For more information, please read the detailed Release Notes.
1.1.1
1.1.0
Kafka 1.1.0 includes a number of significant new features. Here is a summary of some notable changes:
- Kafka 1.1.0 includes significant improvements to the Kafka Controller that speed up controlled shutdown. ZooKeeper session expiration edge cases have also been fixed as part of this effort.
- Controller improvements also enable more partitions to be supported on a single cluster.
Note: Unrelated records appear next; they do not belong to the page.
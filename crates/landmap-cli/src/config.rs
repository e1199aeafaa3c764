//! Viewer configuration

use std::path::Path;

use anyhow::Context;
use landmap_viewport::{RenderStyle, DEFAULT_ZOOM};
use serde::{Deserialize, Serialize};

#[derive(Debug, Clone, PartialEq, Serialize, Deserialize)]
pub struct ViewerConfig {
    #[serde(default)]
    pub viewport: ViewportConfig,

    /// Zoom of a fresh camera
    #[serde(default = "default_initial_zoom")]
    pub initial_zoom: f64,

    /// Maximum profiles and claims fetched per refresh
    #[serde(default = "default_discovery_limit")]
    pub discovery_limit: usize,

    #[serde(default)]
    pub style: RenderStyle,
}

impl Default for ViewerConfig {
    fn default() -> Self {
        Self {
            viewport: ViewportConfig::default(),
            initial_zoom: default_initial_zoom(),
            discovery_limit: default_discovery_limit(),
            style: RenderStyle::default(),
        }
    }
}

/// Viewport size in CSS pixels
#[derive(Debug, Clone, Copy, PartialEq, Serialize, Deserialize)]
pub struct ViewportConfig {
    #[serde(default = "default_width")]
    pub width: f64,

    #[serde(default = "default_height")]
    pub height: f64,
}

impl Default for ViewportConfig {
    fn default() -> Self {
        Self {
            width: default_width(),
            height: default_height(),
        }
    }
}

fn default_initial_zoom() -> f64 { DEFAULT_ZOOM }
fn default_discovery_limit() -> usize { 500 }
fn default_width() -> f64 { 1280.0 }
fn default_height() -> f64 { 720.0 }

impl ViewerConfig {
    /// Load from `path`, or defaults when the file does not exist.
    pub fn load(path: &Path) -> anyhow::Result<Self> {
        if !path.exists() {
            tracing::debug!(path = %path.display(), "config file not found, using defaults");
            return Ok(Self::default());
        }
        let content = std::fs::read_to_string(path)
            .with_context(|| format!("reading config {}", path.display()))?;
        Self::from_toml(&content).with_context(|| format!("parsing config {}", path.display()))
    }

    pub fn from_toml(content: &str) -> anyhow::Result<Self> {
        Ok(toml::from_str(content)?)
    }
}

#[cfg(test)]
mod tests {
    use super::*;

    #[test]
    fn empty_file_gives_defaults() {
        let config = ViewerConfig::from_toml("").unwrap();
        assert_eq!(config, ViewerConfig::default());
        assert_eq!(config.initial_zoom, 0.15);
        assert_eq!(config.discovery_limit, 500);
    }

    #[test]
    fn partial_sections_keep_other_defaults() {
        let config = ViewerConfig::from_toml(
            r##"
initial_zoom = 0.5

[viewport]
width = 1920.0

[style]
claimed_color = "#ff8800"
"##,
        )
        .unwrap();

        assert_eq!(config.initial_zoom, 0.5);
        assert_eq!(config.viewport.width, 1920.0);
        assert_eq!(config.viewport.height, 720.0);
        assert_eq!(config.style.claimed_color, "#ff8800");
        assert_eq!(config.style.unclaimed_color, "#666666");
        assert_eq!(config.discovery_limit, 500);
    }

    #[test]
    fn invalid_toml_is_an_error() {
        assert!(ViewerConfig::from_toml("initial_zoom = \"wide\"").is_err());
    }

    #[test]
    fn missing_file_gives_defaults() {
        let path = std::env::temp_dir().join("landmap-config-does-not-exist.toml");
        assert_eq!(ViewerConfig::load(&path).unwrap(), ViewerConfig::default());
    }
}
//! Landmap Topology
//!
//! Deterministic placement of network identities on a bounded 2D plane.
//!
//! # Placement
//!
//! Every identity is a 32-byte public key. Its 64 hex characters are split
//! into two halves, each read as a 128-bit unsigned integer:
//!
//! ```text
//! x = u128(key[0..16])  mod MAP_WIDTH
//! y = u128(key[16..32]) mod MAP_HEIGHT
//! ```
//!
//! The mapping is pure. Anyone holding a key can recompute its position, so
//! a published position can always be checked against its owner.

mod coord;
mod error;
mod identity;

pub use coord::{identity_to_coord, validate_coord, MapCoord, MAP_HEIGHT, MAP_WIDTH};
pub use error::{Result, TopologyError};
pub use identity::{IdentityKey, IDENTITY_LEN, NPUB_HRP};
KIP-227 introduced incremental fetch requests, providing more efficient replication when the number of partitions is large.
- KIP-113 added support for replica movement between log directories to enable data balancing with JBOD.
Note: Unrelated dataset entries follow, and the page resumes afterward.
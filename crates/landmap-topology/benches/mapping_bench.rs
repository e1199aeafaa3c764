//! Benchmarks for identity placement.
//!
//! Measures:
//! - Hex parsing plus coordinate derivation
//! - Coordinate derivation from an already-parsed key
//! - Validation of claimed positions

use criterion::{black_box, criterion_group, criterion_main, BenchmarkId, Criterion, Throughput};
use landmap_topology::{identity_to_coord, validate_coord, IdentityKey};

/// Deterministic pseudo-random identities.
fn identities(count: usize) -> Vec<String> {
    let mut state = 0x9e37_79b9_7f4a_7c15u64;
    (0..count)
        .map(|_| {
            let mut bytes = [0u8; 32];
            for chunk in bytes.chunks_mut(8) {
                state ^= state << 13;
                state ^= state >> 7;
                state ^= state << 17;
                chunk.copy_from_slice(&state.to_be_bytes());
            }
            hex::encode(bytes)
        })
        .collect()
}

fn bench_identity_to_coord(c: &mut Criterion) {
    let mut group = c.benchmark_group("identity_to_coord");

    for &count in &[1usize, 100, 10_000] {
        let keys = identities(count);
        group.throughput(Throughput::Elements(count as u64));
        group.bench_with_input(BenchmarkId::from_parameter(count), &keys, |b, keys| {
            b.iter(|| {
                for key in keys {
                    black_box(identity_to_coord(black_box(key)).ok());
                }
            })
        });
    }
    group.finish();
}

fn bench_parsed_coord(c: &mut Criterion) {
    let keys: Vec<IdentityKey> = identities(1_000)
        .iter()
        .filter_map(|k| k.parse().ok())
        .collect();

    c.bench_function("parsed_key_coord_1000", |b| {
        b.iter(|| {
            for key in &keys {
                black_box(key.coord());
            }
        })
    });
}

fn bench_validate(c: &mut Criterion) {
    let key = identities(1).remove(0);
    let coord = identity_to_coord(&key).ok().unwrap_or_default();

    c.bench_function("validate_coord", |b| {
        b.iter(|| {
            validate_coord(
                black_box(&key),
                black_box(i64::from(coord.x)),
                black_box(i64::from(coord.y)),
            )
        })
    });
}

criterion_group!(benches, bench_identity_to_coord, bench_parsed_coord, bench_validate);

criterion_main!(benches);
- Some of the broker configuration options like SSL keystores can now be updated dynamically without restarting the broker. See KIP-226 for details and the full list of dynamic configs.
- Delegation token based authentication (KIP-48) has been added to Kafka brokers to support large number of clients without overloading Kerberos KDCs or other authentication servers.
- Several new features have been added to Kafka Connect, including header support (KIP-145), SSL and Kafka cluster identifiers in the Connect REST interface (KIP-208 and KIP-238), validation of connector names (KIP-212) and support for topic regex in sink connectors (KIP-215). Additionally, the default maximum heap size for Connect workers was increased to 2GB.
- Several improvements have been added to the Kafka Streams API, including reducing repartition topic partitions footprint, customizable error handling for produce failures and enhanced resilience to broker unavailability. See KIPs 205, 210, 220, 224 and 239 for details.
For more information, please read the detailed Release Notes.
1.0.2
1.0.1
1.0.0
Kafka 1.0.0 is no mere bump of the version number. The Apache Kafka Project Management Committee has packed a number of valuable enhancements into the release. Here is a summary of a few of them:
- Since its introduction in version 0.10, the Streams API has become hugely popular among Kafka users, including the likes of Pinterest, Rabobank, Zalando, and The New York Times. In 1.0, the the API continues to evolve at a healthy pace. To begin with, the builder API has been improved (KIP-120). A new API has been added to expose the state of active tasks at runtime (KIP-130). The new cogroup API makes it much easier to deal with partitioned aggregates with fewer StateStores and fewer moving parts in your code (KIP-150). Debuggability gets easier with enhancements to the print() and writeAsText() methods (KIP-160). And if that’s not enough, check out KIP-138 and KIP-161 too. For more on streams, check out the Apache Kafka Streams documentation, including some helpful new tutorial videos.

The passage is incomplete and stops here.